In FIG. 4A, radii R of arc shapes C of the thread shapes are greater than a quarter of the pitch P of the threads, and the shapes of the threads 4 are each formed by connecting the arc shapes C. Different arc shapes C are connected with each other via end points of the adjacent arc shape C that have the same tangent. As a result, directions of forces F communicated to the nut-shaped chocolate 2 from the threads 4 of the bolt-shaped chocolate 1 or directions of opposite forces are dispersed.

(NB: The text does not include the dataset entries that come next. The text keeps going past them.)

//! # Print Bridge
//!
//! Wire format for the external Bluetooth thermal-printer app.
//!
//! The register never talks to a printer. It opens a deep link; the printer
//! app follows the `id` back to the register and fetches the receipt as a
//! JSON array of numeric-coded items:
//!
//! ```text
//! my.bluetoothprint.scheme://http://localhost:3000/api/print-receipt?id=1760612345678
//!                            └──────── origin ───┘
//!
//! [{"type":0,"content":"BARBERSHOP POS","bold":1,"align":1,"format":2}, ...]
//! ```
//!
//! | field  | codes                                   |
//! |--------|-----------------------------------------|
//! | type   | 0 text                                  |
//! | bold   | 0 off, 1 on                             |
//! | align  | 0 left, 1 center, 2 right               |
//! | format | 0 normal, 1 large, 2 double size        |

use serde::{Deserialize, Serialize};

use crate::receipt::{Alignment, LineKind, Receipt, ReceiptLine, TextFormat};

/// URI scheme registered by the printer app.
pub const PRINT_SCHEME: &str = "my.bluetoothprint.scheme";

/// Path the printer app fetches receipt JSON from.
pub const PRINT_PATH: &str = "/api/print-receipt";

impl LineKind {
    pub fn code(&self) -> u8 {
        match self {
            LineKind::Text => 0,
        }
    }
}

impl Alignment {
    pub fn code(&self) -> u8 {
        match self {
            Alignment::Left => 0,
            Alignment::Center => 1,
            Alignment::Right => 2,
        }
    }
}

impl TextFormat {
    pub fn code(&self) -> u8 {
        match self {
            TextFormat::Normal => 0,
            TextFormat::Large => 1,
            TextFormat::DoubleSize => 2,
        }
    }
}

/// One receipt line as the printer app expects it.
#[derive(Debug, Clone, PartialEq, Eq, Serialize, Deserialize)]
pub struct PrintItem {
    #[serde(rename = "type")]
    pub item_type: u8,
    pub content: String,
    pub bold: u8,
    pub align: u8,
    pub format: u8,
}

impl From<&ReceiptLine> for PrintItem {
    fn from(line: &ReceiptLine) -> Self {
        PrintItem {
            item_type: line.kind.code(),
            content: line.content.clone(),
            bold: u8::from(line.emphasis),
            align: line.alignment.code(),
            format: line.format.code(),
        }
    }
}

/// Deep link that hands job `job_id` to the printer app.
///
/// A trailing `/` on `origin` is dropped so the path never doubles up.
pub fn print_uri(origin: &str, job_id: i64) -> String {
    format!(
        "{}://{}{}?id={}",
        PRINT_SCHEME,
        origin.trim_end_matches('/'),
        PRINT_PATH,
        job_id
    )
}

/// A receipt ready for hand-off: the link to open and the payload the
/// printer app will fetch.
#[derive(Debug, Clone, PartialEq, Eq, Serialize, Deserialize)]
pub struct PrintJob {
    pub uri: String,
    pub items: Vec<PrintItem>,
}

impl PrintJob {
    /// `job_id` is the epoch-millisecond stamp the link carries.
    pub fn for_receipt(receipt: &Receipt, origin: &str, job_id: i64) -> Self {
        PrintJob {
            uri: print_uri(origin, job_id),
            items: receipt.lines.iter().map(PrintItem::from).collect(),
        }
    }

    /// The body served at the print path.
    pub fn payload_json(&self) -> serde_json::Result<String> {
        serde_json::to_string(&self.items)
    }
}

#[cfg(test)]
mod tests {
    use super::*;
    use crate::cart::Transaction;
    use crate::catalog::{Catalog, InMemoryCatalog};
    use crate::receipt::{ReceiptBuilder, ShopProfile};
    use chrono::NaiveDate;

    fn receipt() -> Receipt {
        let catalog = InMemoryCatalog::sample();
        let shop = ShopProfile::default();
        let mut tx = Transaction::new();
        tx.toggle_service(catalog.service("1").unwrap());

        let at = NaiveDate::from_ymd_opt(2026, 10, 16)
            .unwrap()
            .and_hms_opt(14, 5, 9)
            .unwrap();
        ReceiptBuilder::new(&shop).build(&tx, at)
    }

    #[test]
    fn test_print_uri() {
        assert_eq!(
            print_uri("http://localhost:3000", 1_760_612_345_678),
            "my.bluetoothprint.scheme://http://localhost:3000/api/print-receipt?id=1760612345678"
        );
    }

    #[test]
    fn test_print_uri_trims_trailing_slash() {
        assert_eq!(
            print_uri("https://pos.example.id/", 7),
            "my.bluetoothprint.scheme://https://pos.example.id/api/print-receipt?id=7"
        );
    }

    #[test]
    fn test_item_codes() {
        let title = ReceiptLine::text("BARBERSHOP POS")
            .bold()
            .centered()
            .sized(TextFormat::DoubleSize);
        let item = PrintItem::from(&title);
        assert_eq!((item.item_type, item.bold, item.align, item.format), (0, 1, 1, 2));

        let total = ReceiptLine::text("TOTAL: Rp 82.500")
            .bold()
            .right()
            .sized(TextFormat::Large);
        let item = PrintItem::from(&total);
        assert_eq!((item.bold, item.align, item.format), (1, 2, 1));

        let plain = PrintItem::from(&ReceiptLine::text("Payment: cash"));
        assert_eq!((plain.bold, plain.align, plain.format), (0, 0, 0));
    }

    #[test]
    fn test_item_json_field_names() {
        let item = PrintItem::from(&ReceiptLine::text("SERVICES").bold());
        let json = serde_json::to_value(&item).unwrap();
        assert_eq!(
            json,
            serde_json::json!({"type": 0, "content": "SERVICES", "bold": 1, "align": 0, "format": 0})
        );
    }

    #[test]
    fn test_job_preserves_line_order() {
        let receipt = receipt();
        let job = PrintJob::for_receipt(&receipt, "http://localhost:3000", 42);

        assert_eq!(job.items.len(), receipt.lines.len());
        assert_eq!(job.items[0].content, "BARBERSHOP POS");
        assert_eq!(job.items.last().unwrap().content, "Please come again");
        assert!(job.uri.ends_with("?id=42"));

        let payload = job.payload_json().unwrap();
        assert!(payload.starts_with("[{\"type\":0,\"content\":\"BARBERSHOP POS\""));
    }
}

By dispersion of the directions of the forces F communicated to the threads 4, the threads 4 tend not to easily become chipped and the bolt-shaped chocolate 1 and the nut-shaped chocolate 2 tend not to easily break.

Also, the threads 4 are each formed to have a shape formed by connecting the arc shapes C, thereby achieving a chocolate that tends not to easily break overall, and thus the overall bolt-shaped chocolate 1 and the nut-shaped chocolate 2 can be reduced in size. As a result, the bite-sized bolt-shaped chocolate 1 and the bite-sized nut-shaped chocolate 2 can be achieved.

As another example different from the example of the shapes of the threads 4 each formed by a differentiable curve as illustrated in FIG. 4A, FIG. 4B illustrates a shape formed by connecting straight lines L with arc shapes C. Radii R of the arc shapes C of each of the threads 4 are less than a quarter of the pitch P, and tangent lines at end portions of the arc shapes C coincide with the straight lines L. Also in the case in which the curve S expressing the shape of each of the threads 4 is formed by connecting straight lines L with arc shapes C as illustrated in FIG. 4B, directions of forces F applied to the thread 4 of the nut-shaped chocolate 2 from the thread 4 of the bolt-shaped chocolate 1 or directions of opposite forces can be dispersed. By causing dispersal of the directions of the forces F applied to the threads 4, the threads 4 tend not to easily become chipped and the bolt-shaped chocolate 1 and the nut-shaped chocolate 2 tend not to break easily.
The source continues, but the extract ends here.